= What is expected =
The answer must consist of every line below containing "Serialize".

= Exercise inputs =
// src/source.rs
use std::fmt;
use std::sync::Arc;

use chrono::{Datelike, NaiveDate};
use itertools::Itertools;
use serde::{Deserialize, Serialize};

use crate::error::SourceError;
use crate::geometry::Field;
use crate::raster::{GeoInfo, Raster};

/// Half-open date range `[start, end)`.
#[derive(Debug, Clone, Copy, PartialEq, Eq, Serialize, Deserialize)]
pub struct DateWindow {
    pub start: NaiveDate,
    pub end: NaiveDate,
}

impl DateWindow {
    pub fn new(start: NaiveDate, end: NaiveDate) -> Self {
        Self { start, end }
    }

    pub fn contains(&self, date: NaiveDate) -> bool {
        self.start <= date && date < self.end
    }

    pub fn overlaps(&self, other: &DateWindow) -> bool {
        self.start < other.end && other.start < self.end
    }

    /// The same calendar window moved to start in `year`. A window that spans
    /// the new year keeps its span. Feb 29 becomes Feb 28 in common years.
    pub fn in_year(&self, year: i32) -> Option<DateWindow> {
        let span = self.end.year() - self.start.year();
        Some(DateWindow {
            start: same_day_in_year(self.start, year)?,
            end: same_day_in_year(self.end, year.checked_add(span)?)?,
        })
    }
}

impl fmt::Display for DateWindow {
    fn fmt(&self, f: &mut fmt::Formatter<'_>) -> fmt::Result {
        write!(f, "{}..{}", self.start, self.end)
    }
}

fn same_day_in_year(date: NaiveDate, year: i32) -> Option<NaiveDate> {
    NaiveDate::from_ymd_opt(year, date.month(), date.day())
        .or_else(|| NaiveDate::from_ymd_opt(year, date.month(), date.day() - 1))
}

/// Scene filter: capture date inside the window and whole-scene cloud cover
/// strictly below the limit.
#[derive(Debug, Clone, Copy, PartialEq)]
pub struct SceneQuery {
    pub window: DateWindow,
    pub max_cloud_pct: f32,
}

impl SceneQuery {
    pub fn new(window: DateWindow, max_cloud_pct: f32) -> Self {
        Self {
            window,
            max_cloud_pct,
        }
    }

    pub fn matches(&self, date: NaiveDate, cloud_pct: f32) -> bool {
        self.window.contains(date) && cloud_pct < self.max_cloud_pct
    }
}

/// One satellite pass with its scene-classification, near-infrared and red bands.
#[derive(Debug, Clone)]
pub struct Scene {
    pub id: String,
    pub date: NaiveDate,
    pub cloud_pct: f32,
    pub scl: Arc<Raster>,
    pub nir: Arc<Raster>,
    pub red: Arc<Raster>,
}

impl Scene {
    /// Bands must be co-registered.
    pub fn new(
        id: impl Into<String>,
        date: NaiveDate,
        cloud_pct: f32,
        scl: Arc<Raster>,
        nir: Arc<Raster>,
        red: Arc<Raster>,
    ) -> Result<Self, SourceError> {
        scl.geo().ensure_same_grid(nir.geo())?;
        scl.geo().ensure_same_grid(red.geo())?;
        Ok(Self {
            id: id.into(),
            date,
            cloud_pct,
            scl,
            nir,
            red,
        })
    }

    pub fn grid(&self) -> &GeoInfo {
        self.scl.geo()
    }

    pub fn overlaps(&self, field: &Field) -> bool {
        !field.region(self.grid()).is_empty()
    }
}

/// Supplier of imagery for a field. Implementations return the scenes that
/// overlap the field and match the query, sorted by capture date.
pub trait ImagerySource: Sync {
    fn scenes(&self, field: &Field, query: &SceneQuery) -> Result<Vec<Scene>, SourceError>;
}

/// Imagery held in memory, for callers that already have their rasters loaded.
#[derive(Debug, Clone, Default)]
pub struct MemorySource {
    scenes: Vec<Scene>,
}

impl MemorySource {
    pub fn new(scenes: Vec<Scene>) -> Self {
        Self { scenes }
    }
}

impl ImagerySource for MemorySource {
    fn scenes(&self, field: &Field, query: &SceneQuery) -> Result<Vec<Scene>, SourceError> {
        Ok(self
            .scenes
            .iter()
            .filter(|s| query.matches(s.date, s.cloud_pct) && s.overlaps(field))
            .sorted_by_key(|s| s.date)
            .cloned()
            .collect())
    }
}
---
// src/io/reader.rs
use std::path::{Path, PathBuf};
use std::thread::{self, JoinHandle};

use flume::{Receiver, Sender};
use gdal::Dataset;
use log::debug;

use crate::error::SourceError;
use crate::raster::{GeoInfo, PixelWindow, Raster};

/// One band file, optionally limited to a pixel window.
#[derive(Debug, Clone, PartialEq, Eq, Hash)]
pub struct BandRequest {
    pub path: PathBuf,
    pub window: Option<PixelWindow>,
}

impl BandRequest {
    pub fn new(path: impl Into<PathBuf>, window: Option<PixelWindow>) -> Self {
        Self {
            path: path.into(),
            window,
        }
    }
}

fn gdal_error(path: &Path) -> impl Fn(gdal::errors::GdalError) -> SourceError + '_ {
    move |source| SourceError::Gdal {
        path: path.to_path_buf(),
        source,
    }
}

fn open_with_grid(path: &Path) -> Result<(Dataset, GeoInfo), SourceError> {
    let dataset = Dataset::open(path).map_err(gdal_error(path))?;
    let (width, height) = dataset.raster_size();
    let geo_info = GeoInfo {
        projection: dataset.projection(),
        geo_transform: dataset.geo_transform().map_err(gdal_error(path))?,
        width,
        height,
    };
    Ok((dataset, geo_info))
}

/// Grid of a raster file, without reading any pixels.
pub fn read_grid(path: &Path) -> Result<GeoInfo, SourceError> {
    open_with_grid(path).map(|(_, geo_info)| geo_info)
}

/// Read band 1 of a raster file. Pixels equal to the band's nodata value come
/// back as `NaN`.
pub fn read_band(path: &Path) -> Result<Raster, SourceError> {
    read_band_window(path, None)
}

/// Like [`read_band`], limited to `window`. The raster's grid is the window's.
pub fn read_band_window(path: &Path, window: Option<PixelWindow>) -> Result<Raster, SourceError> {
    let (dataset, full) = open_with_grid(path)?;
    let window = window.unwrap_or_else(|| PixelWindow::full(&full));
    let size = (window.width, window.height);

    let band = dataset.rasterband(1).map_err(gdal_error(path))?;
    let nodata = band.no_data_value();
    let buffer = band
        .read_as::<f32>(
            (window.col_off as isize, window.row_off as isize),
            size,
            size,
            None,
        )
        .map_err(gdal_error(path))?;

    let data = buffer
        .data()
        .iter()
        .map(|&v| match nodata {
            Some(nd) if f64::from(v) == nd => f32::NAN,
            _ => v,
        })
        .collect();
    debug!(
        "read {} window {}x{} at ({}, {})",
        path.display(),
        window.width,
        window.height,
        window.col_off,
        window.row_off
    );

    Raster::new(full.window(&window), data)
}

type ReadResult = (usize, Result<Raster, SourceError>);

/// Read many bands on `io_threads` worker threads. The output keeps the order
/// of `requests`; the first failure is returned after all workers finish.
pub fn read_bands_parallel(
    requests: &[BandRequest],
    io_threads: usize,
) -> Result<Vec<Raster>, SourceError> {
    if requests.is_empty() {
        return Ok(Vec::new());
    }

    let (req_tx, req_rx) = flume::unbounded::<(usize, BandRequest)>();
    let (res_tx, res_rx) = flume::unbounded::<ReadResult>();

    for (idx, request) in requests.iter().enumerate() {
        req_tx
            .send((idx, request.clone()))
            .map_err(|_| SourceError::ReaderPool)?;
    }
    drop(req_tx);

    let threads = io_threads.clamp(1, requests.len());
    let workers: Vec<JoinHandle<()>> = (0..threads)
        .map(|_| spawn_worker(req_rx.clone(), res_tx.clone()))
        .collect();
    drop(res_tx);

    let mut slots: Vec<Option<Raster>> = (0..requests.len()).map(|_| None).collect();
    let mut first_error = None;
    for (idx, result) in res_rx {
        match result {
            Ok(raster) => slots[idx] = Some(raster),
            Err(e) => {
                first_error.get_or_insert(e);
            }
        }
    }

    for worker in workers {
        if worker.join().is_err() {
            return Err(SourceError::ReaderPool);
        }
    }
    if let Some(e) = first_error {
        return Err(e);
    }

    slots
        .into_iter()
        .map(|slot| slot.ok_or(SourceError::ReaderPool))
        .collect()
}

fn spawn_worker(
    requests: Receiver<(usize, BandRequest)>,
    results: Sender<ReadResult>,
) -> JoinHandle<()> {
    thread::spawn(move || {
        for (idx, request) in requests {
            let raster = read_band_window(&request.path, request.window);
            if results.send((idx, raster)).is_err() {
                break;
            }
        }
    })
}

= The completed task =
use serde::{Deserialize, Serialize};
#[derive(Debug, Clone, Copy, PartialEq, Eq, Serialize, Deserialize)]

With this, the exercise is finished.